In 2003, Lois Colacicco, a psychotherapist who counseled patients against suicide, began taking a generic version of Paxil, an antidepressant marketed by GlaxoSmithKline. Later that year, Colaccio killed herself. In the same year, Theodore DeAngelis committed suicide eight days after beginning to take Pfizer’s Zoloft, another antidepressant.
Yesterday, the Third Circuit Court of Appeals ruled that the drugmakers could not be blamed for the suicides of Colacicco and DeAngelis, whose families claimed that the drug’s warning labels were not strong enough. (
Here’s the opinion, and
here’s a story from the Philadelphia Inquirer.) While narrowly written, according to the report, the decision was a victory for drugmakers and Bush administration officials who want scientists at the FDA, not lay juries, deciding what drug labels should say.

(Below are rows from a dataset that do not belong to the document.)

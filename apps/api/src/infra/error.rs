use thiserror::Error;

/// Infrastructure errors that can occur during application startup.
#[derive(Error, Debug)]
pub enum InfraError {
    #[error("Configuration error: {var} {reason}")]
    ConfigInvalid {
        var: &'static str,
        reason: &'static str,
    },

    #[error("TCP bind failed")]
    TcpBind(#[source] std::io::Error),

    #[error("Server error")]
    Server(#[source] std::io::Error),
}
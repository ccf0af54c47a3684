// src/models/mod.rs

pub mod mfa;
pub mod user;

// Re-exports

pub use mfa::{MfaMethod, MfaMethodType, UnknownMethodType, apply_default};
pub use user::{UpdateUserRequest, UserRecord};
// src/auth.rs

use base64::Engine;
use base64::engine::general_purpose::URL_SAFE_NO_PAD;
use chrono::{DateTime, Duration, Utc};
use jsonwebtoken::{Algorithm, EncodingKey, Header, encode};
use secrecy::{ExposeSecret, SecretString};
use serde::{Deserialize, Serialize};
use sha2::{Digest, Sha256};
use std::fmt;
use std::io::Cursor;
use tokio::sync::RwLock;
use tracing::{debug, instrument};

use crate::config::DirectoryConfig;

const CLIENT_ASSERTION_TYPE: &str = "urn:ietf:params:oauth:client-assertion-type:jwt-bearer";

#[derive(Debug, thiserror::Error)]
pub enum AuthError {
    #[error("Token request failed: {0}")]
    TokenRequest(String),
    #[error("Credentials rejected ({status}): {body}")]
    Rejected { status: u16, body: String },
    #[error("Invalid key format: {0}")]
    InvalidKeyFormat(String),
    #[error("Access token was rejected by the directory")]
    TokenRejected,
    #[error("Invalid configuration: {0}")]
    Config(String),
}

impl From<jsonwebtoken::errors::Error> for AuthError {
    fn from(e: jsonwebtoken::errors::Error) -> Self {
        AuthError::InvalidKeyFormat(e.to_string())
    }
}

/// Учётные данные для подключения к каталогу
pub enum Credential {
    ClientSecret {
        client_id: String,
        client_secret: SecretString,
    },
    /// Сертификат и приватный ключ в PEM
    Certificate {
        client_id: String,
        certificate_pem: Vec<u8>,
        private_key_pem: Vec<u8>,
    },
    /// Уже выданный токен (готовая сессия), не обновляется
    AccessToken(SecretString),
}

// Секреты и ключ в отладочный вывод не попадают
impl fmt::Debug for Credential {
    fn fmt(&self, f: &mut fmt::Formatter<'_>) -> fmt::Result {
        const REDACTED: &str = "[REDACTED]";
        match self {
            Credential::ClientSecret { client_id, .. } => f
                .debug_struct("ClientSecret")
                .field("client_id", client_id)
                .field("client_secret", &REDACTED)
                .finish(),
            Credential::Certificate {
                client_id,
                certificate_pem,
                ..
            } => f
                .debug_struct("Certificate")
                .field("client_id", client_id)
                .field("certificate_pem", &format_args!("<{} bytes>", certificate_pem.len()))
                .field("private_key_pem", &REDACTED)
                .finish(),
            Credential::AccessToken(_) => f.debug_tuple("AccessToken").field(&REDACTED).finish(),
        }
    }
}

/// Тело ответа с ошибкой; если его не удалось прочитать, пишем в debug и отдаём пустую строку
pub(crate) async fn read_error_body(response: reqwest::Response) -> String {
    match response.text().await {
        Ok(text) => text,
        Err(e) => {
            debug!("Failed to read error response body: {}", e);
            String::new()
        }
    }
}

// === Ответ сервера токенов ===

#[derive(Debug, Deserialize)]
struct TokenResponse {
    access_token: String,
    expires_in: i64,
    #[allow(dead_code)]
    token_type: String,
}

#[derive(Clone)]
struct CachedToken {
    access_token: String,
    /// None — срок неизвестен (токен передан снаружи)
    expires_at: Option<DateTime<Utc>>,
}

impl fmt::Debug for CachedToken {
    fn fmt(&self, f: &mut fmt::Formatter<'_>) -> fmt::Result {
        f.debug_struct("CachedToken")
            .field("access_token", &"[REDACTED]")
            .field("expires_at", &self.expires_at)
            .finish()
    }
}

impl CachedToken {
    fn is_expired(&self, grace_period: Duration) -> bool {
        match self.expires_at {
            Some(expires_at) => Utc::now() + grace_period >= expires_at,
            None => false,
        }
    }
}

// === Claims для client assertion ===

#[derive(Debug, Serialize, Deserialize)]
pub struct AssertionClaims {
    pub aud: String,
    pub iss: String,
    pub sub: String,
    pub jti: String,
    pub nbf: i64,
    pub iat: i64,
    pub exp: i64,
}

/// Отпечаток сертификата для заголовка `x5t#S256`
pub fn certificate_thumbprint(certificate_pem: &[u8]) -> Result<String, AuthError> {
    let certs = rustls_pemfile::certs(&mut Cursor::new(certificate_pem))
        .map_err(|_| AuthError::InvalidKeyFormat("Failed to parse certificate PEM".into()))?;

    let der = certs
        .into_iter()
        .next()
        .ok_or_else(|| AuthError::InvalidKeyFormat("No certificate found in PEM".into()))?;

    Ok(URL_SAFE_NO_PAD.encode(Sha256::digest(&der)))
}

/// Подписать JWT client assertion (RS256) для сервера токенов
pub fn build_client_assertion(
    client_id: &str,
    token_url: &str,
    certificate_pem: &[u8],
    private_key_pem: &[u8],
) -> Result<String, AuthError> {
    let encoding_key = EncodingKey::from_rsa_pem(private_key_pem)?;

    let header = Header {
        alg: Algorithm::RS256,
        x5t_s256: Some(certificate_thumbprint(certificate_pem)?),
        ..Header::default()
    };

    let now = Utc::now().timestamp();
    let claims = AssertionClaims {
        aud: token_url.to_owned(),
        iss: client_id.to_owned(),
        sub: client_id.to_owned(),
        jti: uuid::Uuid::new_v4().to_string(),
        nbf: now,
        iat: now,
        exp: now + 10 * 60,
    };

    encode(&header, &claims, &encoding_key).map_err(Into::into)
}

/// Аутентифицированная сессия каталога: учётные данные + кэш токена
#[derive(Debug)]
pub struct DirectorySession {
    http: reqwest::Client,
    token_url: String,
    scope: String,
    credential: Credential,
    cached: RwLock<Option<CachedToken>>,
    grace_period: Duration,
}

impl DirectorySession {
    /// Подключиться: сразу получаем токен, чтобы ошибка аутентификации
    /// всплыла до первого запроса к каталогу
    #[instrument(skip_all, fields(tenant_id = %config.tenant_id))]
    pub async fn connect(
        http: reqwest::Client,
        config: &DirectoryConfig,
        credential: Credential,
    ) -> Result<Self, AuthError> {
        let scope = config
            .resolved_scope()
            .map_err(|e| AuthError::Config(e.to_string()))?;

        let session = Self {
            http,
            token_url: config.token_url(),
            scope,
            credential,
            cached: RwLock::new(None),
            grace_period: Duration::minutes(5),
        };

        let token = session.acquire_token().await?;
        *session.cached.write().await = Some(token);

        Ok(session)
    }

    /// Действующий токен; просроченный получаем заново
    pub async fn access_token(&self) -> Result<String, AuthError> {
        {
            let cache = self.cached.read().await;
            if let Some(token) = cache.as_ref() {
                if !token.is_expired(self.grace_period) {
                    return Ok(token.access_token.clone());
                }
            }
        }

        debug!("Refreshing access token");
        let token = self.acquire_token().await?;
        let access_token = token.access_token.clone();
        *self.cached.write().await = Some(token);

        Ok(access_token)
    }

    #[instrument(skip(self))]
    async fn acquire_token(&self) -> Result<CachedToken, AuthError> {
        let (client_id, secret_field) = match &self.credential {
            Credential::AccessToken(token) => {
                return Ok(CachedToken {
                    access_token: token.expose_secret().clone(),
                    expires_at: None,
                });
            }
            Credential::ClientSecret {
                client_id,
                client_secret,
            } => (
                client_id,
                vec![("client_secret", client_secret.expose_secret().clone())],
            ),
            Credential::Certificate {
                client_id,
                certificate_pem,
                private_key_pem,
            } => {
                let assertion = build_client_assertion(
                    client_id,
                    &self.token_url,
                    certificate_pem,
                    private_key_pem,
                )?;
                (
                    client_id,
                    vec![
                        ("client_assertion_type", CLIENT_ASSERTION_TYPE.to_string()),
                        ("client_assertion", assertion),
                    ],
                )
            }
        };

        let mut params = vec![
            ("grant_type", "client_credentials".to_string()),
            ("client_id", client_id.clone()),
            ("scope", self.scope.clone()),
        ];
        params.extend(secret_field);

        let response = self
            .http
            .post(&self.token_url)
            .form(&params)
            .send()
            .await
            .map_err(|e| AuthError::TokenRequest(e.to_string()))?;

        let status = response.status();
        if !status.is_success() {
            let body = read_error_body(response).await;
            return Err(AuthError::Rejected {
                status: status.as_u16(),
                body,
            });
        }

        let token: TokenResponse = response
            .json()
            .await
            .map_err(|e| AuthError::TokenRequest(format!("Failed to parse token response: {}", e)))?;

        // expires_in приходит от сервера: значение вне диапазона — ошибка, а не паника
        let expires_at = Duration::try_seconds(token.expires_in)
            .and_then(|ttl| Utc::now().checked_add_signed(ttl))
            .ok_or_else(|| {
                AuthError::TokenRequest(format!("invalid expires_in: {}", token.expires_in))
            })?;
        debug!("Acquired token, expires at {}", expires_at.format("%Y-%m-%d %H:%M:%S UTC"));

        Ok(CachedToken {
            access_token: token.access_token,
            expires_at: Some(expires_at),
        })
    }
}
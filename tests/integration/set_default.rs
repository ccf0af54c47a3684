// tests/integration/set_default.rs

use mfa_default::{
    AuthError, DirectoryError, HttpDirectoryClient, MfaDefaultSetter, MfaMethod, MfaMethodType,
    SetDefaultOutcome, set_default_method,
};
use serde_json::json;
use tokio_test::{assert_err, assert_ok};
use wiremock::matchers::{body_json, header, header_exists, method, path};
use wiremock::{Mock, MockServer, ResponseTemplate};

use crate::common::*;

const UPN: &str = "alice@contoso.com";

fn user_path(upn: &str) -> String {
    format!("/v1.0/users/{}", upn)
}

#[tokio::test]
async fn test_set_default_writes_normalized_methods() {
    let server = MockServer::start().await;
    mock_token_endpoint(&server, 1).await;

    Mock::given(method("GET"))
        .and(path(user_path(UPN)))
        .and(header("authorization", format!("Bearer {}", ACCESS_TOKEN).as_str()))
        .and(header_exists("client-request-id"))
        .respond_with(ResponseTemplate::new(200).set_body_json(user_json(
            UPN,
            json!([
                {"methodType": "PhoneAppOTP", "isDefault": false},
                {"methodType": "OneWaySMS", "isDefault": true}
            ]),
        )))
        .expect(1)
        .mount(&server)
        .await;

    Mock::given(method("PATCH"))
        .and(path(user_path(UPN)))
        .and(body_json(json!({
            "strongAuthenticationMethods": [
                {"methodType": "PhoneAppOTP", "isDefault": true},
                {"methodType": "OneWaySMS", "isDefault": false}
            ]
        })))
        .respond_with(ResponseTemplate::new(204))
        .expect(1)
        .mount(&server)
        .await;

    let outcome = assert_ok!(
        set_default_method(
            &directory_config(&server),
            client_secret(),
            UPN,
            &MfaMethodType::PhoneAppOtp,
        )
        .await
    );

    assert_eq!(
        outcome,
        SetDefaultOutcome::Updated {
            methods: vec![
                MfaMethod::new(MfaMethodType::PhoneAppOtp, true),
                MfaMethod::new(MfaMethodType::OneWaySms, false),
            ]
        }
    );
}

#[tokio::test]
async fn test_not_configured_never_patches() {
    let server = MockServer::start().await;
    mock_token_endpoint(&server, 1).await;

    Mock::given(method("GET"))
        .and(path(user_path(UPN)))
        .respond_with(ResponseTemplate::new(200).set_body_json(user_json(
            UPN,
            json!([{"methodType": "OneWaySMS", "isDefault": true}]),
        )))
        .expect(1)
        .mount(&server)
        .await;

    Mock::given(method("PATCH"))
        .respond_with(ResponseTemplate::new(204))
        .expect(0)
        .mount(&server)
        .await;

    let outcome = assert_ok!(
        set_default_method(
            &directory_config(&server),
            client_secret(),
            UPN,
            &MfaMethodType::PhoneAppNotification,
        )
        .await
    );

    assert_eq!(
        outcome,
        SetDefaultOutcome::NotConfigured {
            principal_name: UPN.to_string(),
            method_type: MfaMethodType::PhoneAppNotification,
        }
    );
}

#[tokio::test]
async fn test_user_without_methods_is_not_configured() {
    let server = MockServer::start().await;
    mock_token_endpoint(&server, 1).await;

    Mock::given(method("GET"))
        .and(path(user_path(UPN)))
        .respond_with(
            ResponseTemplate::new(200).set_body_json(json!({ "userPrincipalName": UPN })),
        )
        .mount(&server)
        .await;

    Mock::given(method("PATCH"))
        .respond_with(ResponseTemplate::new(204))
        .expect(0)
        .mount(&server)
        .await;

    let outcome = assert_ok!(
        set_default_method(
            &directory_config(&server),
            client_secret(),
            UPN,
            &MfaMethodType::PhoneAppOtp,
        )
        .await
    );

    assert!(!outcome.is_updated());
}

#[tokio::test]
async fn test_session_is_reused_across_accounts() {
    let server = MockServer::start().await;
    mock_token_endpoint(&server, 1).await;

    for upn in ["alice@contoso.com", "bob@contoso.com"] {
        Mock::given(method("GET"))
            .and(path(user_path(upn)))
            .respond_with(ResponseTemplate::new(200).set_body_json(user_json(
                upn,
                json!([
                    {"methodType": "PhoneAppNotification", "isDefault": true},
                    {"methodType": "TwoWayVoiceMobile", "isDefault": true}
                ]),
            )))
            .expect(1)
            .mount(&server)
            .await;
    }

    Mock::given(method("PATCH"))
        .and(body_json(json!({
            "strongAuthenticationMethods": [
                {"methodType": "PhoneAppNotification", "isDefault": false},
                {"methodType": "TwoWayVoiceMobile", "isDefault": true}
            ]
        })))
        .respond_with(ResponseTemplate::new(204))
        .expect(2)
        .mount(&server)
        .await;

    let client = assert_ok!(
        HttpDirectoryClient::connect(&directory_config(&server), client_secret()).await
    );
    let setter = MfaDefaultSetter::new(client);

    for upn in ["alice@contoso.com", "bob@contoso.com"] {
        let outcome = assert_ok!(
            setter
                .set_default_method(upn, &MfaMethodType::TwoWayVoiceMobile)
                .await
        );
        assert!(outcome.is_updated());
    }
}

#[tokio::test]
async fn test_guest_principal_name_is_percent_encoded() {
    let server = MockServer::start().await;
    mock_token_endpoint(&server, 1).await;

    let guest = "bob_fabrikam.com#EXT#@contoso.onmicrosoft.com";

    Mock::given(method("GET"))
        .and(path("/v1.0/users/bob_fabrikam.com%23EXT%23@contoso.onmicrosoft.com"))
        .respond_with(ResponseTemplate::new(200).set_body_json(user_json(
            guest,
            json!([{"methodType": "PhoneAppOTP", "isDefault": false}]),
        )))
        .expect(1)
        .mount(&server)
        .await;

    Mock::given(method("PATCH"))
        .and(path("/v1.0/users/bob_fabrikam.com%23EXT%23@contoso.onmicrosoft.com"))
        .respond_with(ResponseTemplate::new(204))
        .expect(1)
        .mount(&server)
        .await;

    assert_ok!(
        set_default_method(
            &directory_config(&server),
            client_secret(),
            guest,
            &MfaMethodType::PhoneAppOtp,
        )
        .await
    );
}

#[tokio::test]
async fn test_unknown_user() {
    let server = MockServer::start().await;
    mock_token_endpoint(&server, 1).await;

    Mock::given(method("GET"))
        .respond_with(
            ResponseTemplate::new(404)
                .set_body_json(odata_error("Request_ResourceNotFound", "User does not exist")),
        )
        .mount(&server)
        .await;

    let err = assert_err!(
        set_default_method(
            &directory_config(&server),
            client_secret(),
            "ghost@contoso.com",
            &MfaMethodType::PhoneAppOtp,
        )
        .await
    );

    assert!(matches!(err, DirectoryError::UserNotFound(upn) if upn == "ghost@contoso.com"));
}

#[tokio::test]
async fn test_directory_rejects_token() {
    let server = MockServer::start().await;
    mock_token_endpoint(&server, 1).await;

    Mock::given(method("GET"))
        .respond_with(ResponseTemplate::new(401))
        .mount(&server)
        .await;

    let err = assert_err!(
        set_default_method(
            &directory_config(&server),
            client_secret(),
            UPN,
            &MfaMethodType::PhoneAppOtp,
        )
        .await
    );

    assert!(matches!(err, DirectoryError::Auth(AuthError::TokenRejected)));
}

#[tokio::test]
async fn test_write_failure_reports_api_error() {
    let server = MockServer::start().await;
    mock_token_endpoint(&server, 1).await;

    Mock::given(method("GET"))
        .respond_with(ResponseTemplate::new(200).set_body_json(user_json(
            UPN,
            json!([{"methodType": "OneWaySMS", "isDefault": false}]),
        )))
        .mount(&server)
        .await;

    Mock::given(method("PATCH"))
        .respond_with(
            ResponseTemplate::new(400)
                .set_body_json(odata_error("Request_BadRequest", "Invalid value specified")),
        )
        .expect(1)
        .mount(&server)
        .await;

    let err = assert_err!(
        set_default_method(
            &directory_config(&server),
            client_secret(),
            UPN,
            &MfaMethodType::OneWaySms,
        )
        .await
    );

    match err {
        DirectoryError::Api { status, code, .. } => {
            assert_eq!(status, 400);
            assert_eq!(code, "Request_BadRequest");
        }
        other => panic!("unexpected error: {:?}", other),
    }
}

#[tokio::test]
async fn test_forbidden_write() {
    let server = MockServer::start().await;
    mock_token_endpoint(&server, 1).await;

    Mock::given(method("GET"))
        .respond_with(ResponseTemplate::new(200).set_body_json(user_json(
            UPN,
            json!([{"methodType": "OneWaySMS", "isDefault": false}]),
        )))
        .mount(&server)
        .await;

    Mock::given(method("PATCH"))
        .respond_with(
            ResponseTemplate::new(403)
                .set_body_json(odata_error("Authorization_RequestDenied", "Insufficient privileges")),
        )
        .mount(&server)
        .await;

    let err = assert_err!(
        set_default_method(
            &directory_config(&server),
            client_secret(),
            UPN,
            &MfaMethodType::OneWaySms,
        )
        .await
    );

    assert!(matches!(err, DirectoryError::PermissionDenied(msg) if msg == "Insufficient privileges"));
}
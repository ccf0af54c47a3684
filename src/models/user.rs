// src/models/user.rs

use serde::{Deserialize, Serialize};
use crate::models::mfa::{self, MfaMethod};

/// Учётная запись в каталоге (только поля, которые нам нужны)
#[derive(Serialize, Deserialize, Debug, Clone)]
#[serde(rename_all = "camelCase")]
pub struct UserRecord {
    pub user_principal_name: String,
    #[serde(default)]
    pub display_name: Option<String>,
    /// Нет поля в ответе = методы не настроены
    #[serde(default)]
    pub strong_authentication_methods: Vec<MfaMethod>,
}

impl UserRecord {
    /// Текущий метод по умолчанию
    pub fn default_method(&self) -> Option<&MfaMethod> {
        mfa::default_method(&self.strong_authentication_methods)
    }
}

/// Тело PATCH-запроса: список методов целиком
#[derive(Serialize, Debug)]
#[serde(rename_all = "camelCase")]
pub struct UpdateUserRequest<'a> {
    pub strong_authentication_methods: &'a [MfaMethod],
}
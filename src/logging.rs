// src/logging.rs

use tracing_subscriber::EnvFilter;

use crate::config::LoggingConfig;

/// Инициализировать tracing. RUST_LOG важнее уровня из конфигурации.
pub fn init_logging(config: &LoggingConfig) -> Result<(), Box<dyn std::error::Error + Send + Sync>> {
    let filter = EnvFilter::try_from_default_env()
        .or_else(|_| EnvFilter::try_new(config.level.to_lowercase()))?;

    let builder = tracing_subscriber::fmt()
        .with_env_filter(filter)
        .with_target(false)
        .with_writer(std::io::stderr);

    if config.enable_json_output {
        builder.json().try_init()
    } else {
        builder.try_init()
    }
}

“The drug companies get a free ride here,” lamented Sol Weiss, a Philadelphia lawyer who represented one of the plaintiffs. “They interpret data in a way that’s not scientifically valid. The FDA may not ever know that, and so the drug companies get away with it for six, seven or eight years. People get injured and die because of it. You should have the right at least to expose this stuff to sunshine.”
Rob Weiner, a partner at Arnold & Porter, disagrees. “Pharmaceutical companies are caught in this situation where they need to follow FDA’s instructions,” said Weiner, who wrote an amicus brief in the case for a drug-industry lobbying organization. “They also need to worry about state courts’ telling them to do something else.”
The issue could come to a head in October, when the Supreme Court is scheduled to hear Wyeth v. Levine, another dispute over the adequacy of a drug label.